Nika se echó a reír.

—Deberían. Es decir, si cree que la presencia de ustedes aquí es un secreto es que nunca ha estado en un pueblo como Port Orlov. Harley probablemente esté ya fanfarroneando sobre cómo lo mandó a usted a tomar viento. Si tiene suerte, será una historia tan buena como para que Angie Dobbs vuelva a meterse en la cama con él.

—¿Quién es Angie Dobbs?

—La soltera más cotizada del pueblo —respondió Nika—. La camarera rubia que está allí, junto a la máquina de discos.

Efectivamente, Harley estaba entreteniéndola, a ella y a un par de personas más, contándoles en voz alta algún cuento. Slater meneó la cabeza con ironía.

—Parece que está usted muy ocupada gestionando este pueblo.

Nika se encogió de hombros; no quería que él creyera que se sentía así. Pero era la verdad, de todos modos. Port Orlov, como tantos pueblos inuit de Alaska, estaba hecho un desastre. Con demasiados pocos servicios sociales y demasiados problemas, había veces en que Nika se sentía abandonada en el desierto. Aun cuando el pueblo consiguiera tener un dispensario médico decente a jornada completa, lo que sería un enorme paso adelante, a ver quién encontraba dinero para mantenerlo, y mucho menos un médico que lo atendiera. A pesar de todos sus nobles propósitos, Nika sólo tenía dos manos y el día no tenía más horas.

—Nos arreglamos con lo que tenemos —dijo ella por fin.

—A veces —repuso Slater en tono comprensivo— la satisfacción ha de llegar al saber que se ha hecho todo lo que se podía. A pesar de las dificultades.
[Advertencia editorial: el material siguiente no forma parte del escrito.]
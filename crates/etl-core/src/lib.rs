//! Shared building blocks for the COVID-19 ETL pipeline.
//!
//! Holds the record types that flow between pipeline stages, the error
//! taxonomy, the per-day metric arithmetic, command-line settings, and the
//! number formatting used when rendering query results.

pub mod calculations;
pub mod error;
pub mod formatting;
pub mod models;
pub mod settings;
A Nika le dio la impresión de que Slater hablaba sobre su propio trabajo también, y se preguntó qué espantosos escenarios estaría volviendo a visitar en su memoria. Tenía el aspecto de un hombre que hubiera visto cosas que nadie debería ver, que hubiera hecho cosas que nadie debería tener que hacer jamás. Y a pesar de sus diferencias —por no hablar de que no habían empezado con muy buen pie en la pista de hockey—, comenzaba a pensar que tal vez Slater resultara ser un alma gemela.

En un lugar apartado como éste, no eran fáciles de encontrar.